Global aerospace industry records worst quarter as COVID halts sales

The global aerospace industry has endured its worst quarter ever with record low orders for new aircraft and 12,000 UK jobs already lost or at risk because of the collapse in travel caused by the coronavirus pandemic.

Aircraft manufacturers received only 13 orders in July and August, according to the aerospace and defense lobby group ADS [Aerospace, Defence, Security & Space]. No orders were placed in September. That compares with 152 in the same period in 2019, the Guardian reported.

More than a 10th of the jobs in the UK’s aerospace industry could go as the plane manufacturers Airbus and Boeing and their suppliers adjust to lower demand, according to separate figures shown to the Guardian.

At least 12,000 aerospace workers are either being made redundant or are at risk of losing their jobs, according to legally required notices of possible redundancies received by the Unite union. There were 111,000 workers in the aerospace manufacturing and maintenance sectors in 2019, according to ADS.

A large number of those job losses will come from Airbus and the engine manufacturer Rolls-Royce, which are both making thousands of redundancies. The difficulties have spread throughout the supply chain, however, and smaller companies across the UK are also cutting workers.

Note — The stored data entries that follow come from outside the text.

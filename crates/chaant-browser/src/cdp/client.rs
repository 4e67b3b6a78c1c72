//! CDP WebSocket client.

use std::collections::HashMap;
use std::sync::atomic::{AtomicU64, Ordering};
use std::sync::Arc;
use std::time::Duration;

use futures::stream::{SplitSink, SplitStream};
use futures::{SinkExt, StreamExt};
use parking_lot::{Mutex, RwLock};
use serde_json::{json, Value};
use tokio::net::TcpStream;
use tokio::sync::{broadcast, oneshot};
use tokio_tungstenite::tungstenite::Message;
use tokio_tungstenite::{MaybeTlsStream, WebSocketStream};
use tracing::{debug, error, trace, warn};

use super::error::CdpError;
use super::protocol::{BrowserVersion, CdpEvent, CdpRequest, CdpResponse, PageInfo};
use super::session::PageSession;

type WsStream = WebSocketStream<MaybeTlsStream<TcpStream>>;
type WsSink = SplitSink<WsStream, Message>;
type WsSource = SplitStream<WsStream>;

type Pending = Arc<Mutex<HashMap<u64, oneshot::Sender<Result<Value, CdpError>>>>>;
type EventRoutes = Arc<RwLock<HashMap<String, broadcast::Sender<CdpEvent>>>>;

const CALL_TIMEOUT: Duration = Duration::from_secs(30);
const EVENT_BUFFER: usize = 256;

/// The WebSocket connection shared by the client and all its page sessions.
pub(crate) struct Transport {
    ws_tx: tokio::sync::Mutex<WsSink>,
    request_id: AtomicU64,
    pending: Pending,
    routes: EventRoutes,
}

impl Transport {
    /// Send a CDP command and wait for its response.
    pub(crate) async fn call(
        &self,
        method: &str,
        params: Option<Value>,
        session_id: Option<&str>,
    ) -> Result<Value, CdpError> {
        let id = self.request_id.fetch_add(1, Ordering::SeqCst);
        let request = CdpRequest {
            id,
            method: method.to_string(),
            params,
            session_id: session_id.map(|s| s.to_string()),
        };

        let json = serde_json::to_string(&request)?;
        trace!("CDP send: {}", json);

        let (tx, rx) = oneshot::channel();
        self.pending.lock().insert(id, tx);

        {
            let mut ws = self.ws_tx.lock().await;
            if let Err(e) = ws.send(Message::Text(json.into())).await {
                self.pending.lock().remove(&id);
                return Err(e.into());
            }
        }

        match tokio::time::timeout(CALL_TIMEOUT, rx).await {
            Ok(Ok(result)) => result,
            Ok(Err(_)) => Err(CdpError::SessionClosed),
            Err(_) => {
                self.pending.lock().remove(&id);
                Err(CdpError::Timeout(format!("Request {} timed out", method)))
            }
        }
    }

    /// Live event feed for `session_id`, `None` once the session is gone.
    pub(crate) fn subscribe(&self, session_id: &str) -> Option<broadcast::Receiver<CdpEvent>> {
        self.routes.read().get(session_id).map(|tx| tx.subscribe())
    }

    fn open_route(&self, session_id: &str) {
        let (tx, _) = broadcast::channel(EVENT_BUFFER);
        self.routes.write().insert(session_id.to_string(), tx);
    }

    pub(crate) fn close_route(&self, session_id: &str) {
        self.routes.write().remove(session_id);
    }
}

/// CDP client for one browser.
pub struct CdpClient {
    /// HTTP endpoint for page discovery.
    http_endpoint: String,
    transport: Arc<Transport>,
    _recv_task: tokio::task::JoinHandle<()>,
}

impl CdpClient {
    /// Connect to Chrome at `endpoint` (e.g. `http://localhost:9222`).
    pub async fn connect(endpoint: &str) -> Result<Self, CdpError> {
        let http_endpoint = endpoint.trim_end_matches('/').to_string();
        let version_url = format!("{}/json/version", http_endpoint);
        debug!("Fetching browser version from {}", version_url);

        let version: BrowserVersion = reqwest::get(&version_url)
            .await
            .map_err(|e| CdpError::ChromeNotAvailable(format!("{}: {}", endpoint, e)))?
            .json()
            .await
            .map_err(|e| CdpError::ChromeNotAvailable(format!("{}: {}", endpoint, e)))?;
        debug!("Connected to browser: {}", version.browser);

        let (ws_stream, _) = tokio_tungstenite::connect_async(&version.web_socket_debugger_url)
            .await
            .map_err(|e| CdpError::ConnectionFailed(format!("WebSocket: {}", e)))?;
        let (ws_sink, ws_source) = ws_stream.split();

        let transport = Arc::new(Transport {
            ws_tx: tokio::sync::Mutex::new(ws_sink),
            request_id: AtomicU64::new(1),
            pending: Arc::new(Mutex::new(HashMap::new())),
            routes: Arc::new(RwLock::new(HashMap::new())),
        });

        let recv_task = {
            let pending = transport.pending.clone();
            let routes = transport.routes.clone();
            tokio::spawn(async move {
                Self::receive_loop(ws_source, &pending, &routes).await;
                // Dropping the routes closes every session's event feed.
                routes.write().clear();
                pending.lock().clear();
            })
        };

        debug!("CDP client connected to {}", version.web_socket_debugger_url);
        Ok(Self {
            http_endpoint,
            transport,
            _recv_task: recv_task,
        })
    }

    async fn receive_loop(mut ws_source: WsSource, pending: &Pending, routes: &EventRoutes) {
        while let Some(msg) = ws_source.next().await {
            match msg {
                Ok(Message::Text(text)) => {
                    trace!("CDP recv: {}", text);
                    match serde_json::from_str::<CdpResponse>(&text) {
                        Ok(resp) => Self::dispatch(resp, pending, routes),
                        Err(e) => warn!("Failed to parse CDP message: {}", e),
                    }
                }
                Ok(Message::Close(_)) => {
                    debug!("WebSocket closed");
                    break;
                }
                Err(e) => {
                    error!("WebSocket error: {}", e);
                    break;
                }
                _ => {}
            }
        }
    }

    fn dispatch(resp: CdpResponse, pending: &Pending, routes: &EventRoutes) {
        if let Some(id) = resp.id {
            if let Some(tx) = pending.lock().remove(&id) {
                let result = match resp.error {
                    Some(error) => Err(CdpError::Protocol {
                        code: error.code,
                        message: error.message,
                    }),
                    None => Ok(resp.result.unwrap_or(Value::Null)),
                };
                let _ = tx.send(result);
            }
        } else if let Some(method) = resp.method {
            let session_id = resp.session_id.unwrap_or_default();
            if let Some(tx) = routes.read().get(&session_id) {
                let _ = tx.send(CdpEvent {
                    method,
                    params: resp.params.unwrap_or(Value::Null),
                });
            }
        }
    }

    /// Browser-level CDP command.
    pub async fn call(&self, method: &str, params: Option<Value>) -> Result<Value, CdpError> {
        self.transport.call(method, params, None).await
    }

    pub async fn list_pages(&self) -> Result<Vec<PageInfo>, CdpError> {
        let url = format!("{}/json/list", self.http_endpoint);
        let pages: Vec<PageInfo> = reqwest::get(&url).await?.json().await?;
        Ok(pages)
    }

    /// Open a new tab and attach to it.
    pub async fn new_page(&self, url: Option<&str>) -> Result<PageSession, CdpError> {
        // Chrome requires PUT for /json/new
        let create_url = match url {
            Some(u) => format!("{}/json/new?{}", self.http_endpoint, u),
            None => format!("{}/json/new", self.http_endpoint),
        };
        let page_info: PageInfo = reqwest::Client::new()
            .put(&create_url)
            .send()
            .await?
            .json()
            .await?;
        debug!("Created new page: {} - {}", page_info.id, page_info.url);

        self.attach_page(&page_info.id).await
    }

    /// Attach to an existing tab.
    pub async fn attach_page(&self, target_id: &str) -> Result<PageSession, CdpError> {
        let result = self
            .call(
                "Target.attachToTarget",
                Some(json!({
                    "targetId": target_id,
                    "flatten": true
                })),
            )
            .await?;

        let session_id = result["sessionId"]
            .as_str()
            .ok_or_else(|| CdpError::InvalidResponse("Missing sessionId".to_string()))?
            .to_string();

        self.transport.open_route(&session_id);
        let session = PageSession::new(target_id.to_string(), session_id, self.transport.clone());
        session.enable_domains().await?;
        Ok(session)
    }

    pub async fn close_page(&self, target_id: &str) -> Result<(), CdpError> {
        self.call("Target.closeTarget", Some(json!({"targetId": target_id})))
            .await?;
        Ok(())
    }
}

impl Drop for CdpClient {
    fn drop(&mut self) {
        self._recv_task.abort();
        self.transport.routes.write().clear();
    }
}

The Labour MP Mark Tami, whose Alyn and Deeside constituency contains Airbus’s UK factory, said: “There’s a lot of focus on the prime [manufacturers], but the weakest parts of the chain are the customers and suppliers. The danger is we lose these companies and they don’t come back.”

He said the government should take a “tiered approach” in its support for business to mirror the health controls, with specific aid for the worst-affected industries, including hospitality and aerospace.

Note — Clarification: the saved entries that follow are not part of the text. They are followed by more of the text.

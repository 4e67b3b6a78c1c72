//! Agent errors.

use std::time::Duration;

use thiserror::Error;

use super::SurfaceError;
use crate::types::AgentState;

#[derive(Debug, Clone, Error)]
pub enum AgentError {
    #[error("Invalid chess notation: {0}")]
    InvalidNotation(String),

    #[error("No piece corresponds to the move {0}")]
    NoLegalMove(String),

    #[error("Ambiguous move: {0}")]
    AmbiguousMove(String),

    #[error("Promotion piece must be specified for {0}")]
    PromotionRequired(String),

    #[error("Agent is not playing")]
    NotPlaying,

    #[error("Agent piece color is not defined")]
    ColorUndefined,

    #[error("Another agent has already attached page {0}")]
    PageAlreadyAttached(String),

    #[error("Waiting for turn timed out after {0:?}")]
    WaitTimedOut(Duration),

    #[error("Agent making a move timed out: {0}")]
    MoveTimedOut(String),

    #[error("Agent lost contact with the browser page: {0}")]
    AgentUnreachable(#[from] SurfaceError),

    #[error("Agent is not detected to be playing")]
    IdleIllegalPlay,

    #[error("Agent could not take its turn (state: {0})")]
    TurnUnavailable(AgentState),
}

impl AgentError {
    /// Whether the caller may retry with corrected input.
    ///
    /// Legality errors leave the agent in its prior actionable state.
    pub fn is_recoverable(&self) -> bool {
        matches!(
            self,
            AgentError::InvalidNotation(_)
                | AgentError::NoLegalMove(_)
                | AgentError::AmbiguousMove(_)
                | AgentError::PromotionRequired(_)
        )
    }

    /// The state a failed play start publishes for this cause.
    pub fn play_start_state(&self) -> AgentState {
        match self {
            AgentError::IdleIllegalPlay => AgentState::IdleIllegalPlay,
            _ => AgentState::BrowserPageOutOfReach,
        }
    }
}

/// A failed agent operation paired with the state the agent published.
#[derive(Debug, Clone, Error)]
#[error("{cause} [state: {state}]")]
pub struct AgentFailure {
    pub cause: AgentError,
    pub state: AgentState,
}

impl AgentFailure {
    pub fn new(cause: AgentError, state: AgentState) -> Self {
        Self { cause, state }
    }

    /// Whether the agent behind this failure is dead and should be disposed.
    pub fn is_unreachable(&self) -> bool {
        matches!(self.cause, AgentError::AgentUnreachable(_))
            || self.state == AgentState::BrowserPageOutOfReach
    }
}

pub type AgentResult<T> = Result<T, AgentFailure>;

The components supplier Senior has cut 600 jobs. The Chinese-owned metal components maker Gardner Aerospace and the Canadian manufacturer Magellan Aerospace, both based in north Wales, are also thought to be struggling.

Tods Aerospace in Somerset fell into administration with the loss of 56 jobs in June, ending a business founded in 1932. The Canadian plane maker Bombardier announced 600 cuts in Northern Ireland and Thompson Aero Seating made about 500 workers redundant in June.

General Electric and Collins Aerospace, owned by the weapons manufacturer Raytheon Technologies, have announced more than 300 redundancies in south Wales and the Midlands respectively.

Rhys McCarthy, Unite’s national officer, said the UK government should match support given to their aerospace industries by Germany, which spent €9b (£8.2b) bailing out Lufthansa, and France, which gave out €15b to the sector.

“Other governments around the world who value their aerospace industry have taken this information and acted,” he said. “It is time the UK government, instead of always reacting with too little and too late, actually for once gets ahead of this crisis and puts in the appropriate support that will in the long term more than pay its way back.”

Industry proposals for a long-term supply chain investment fund to draw in private-sector investment in smaller companies were included in the business department’s submission for the comprehensive spending review, but the three-year strategy has been delayed by the pandemic. The Treasury has previously stood in the way of another plan to bring forward defense spending.

Paul Everitt, ADS’s chief executive, said the supply chain needed access to finance now in order to prepare for the industry’s recovery, including Airbus’s preparations to increase the rate of production of its bestselling A320 single-aisle aircraft from summer 2021.

Suppliers have been running down the resources that they have, he said. “At a point over the next three to six months those businesses will have to start spending money again.”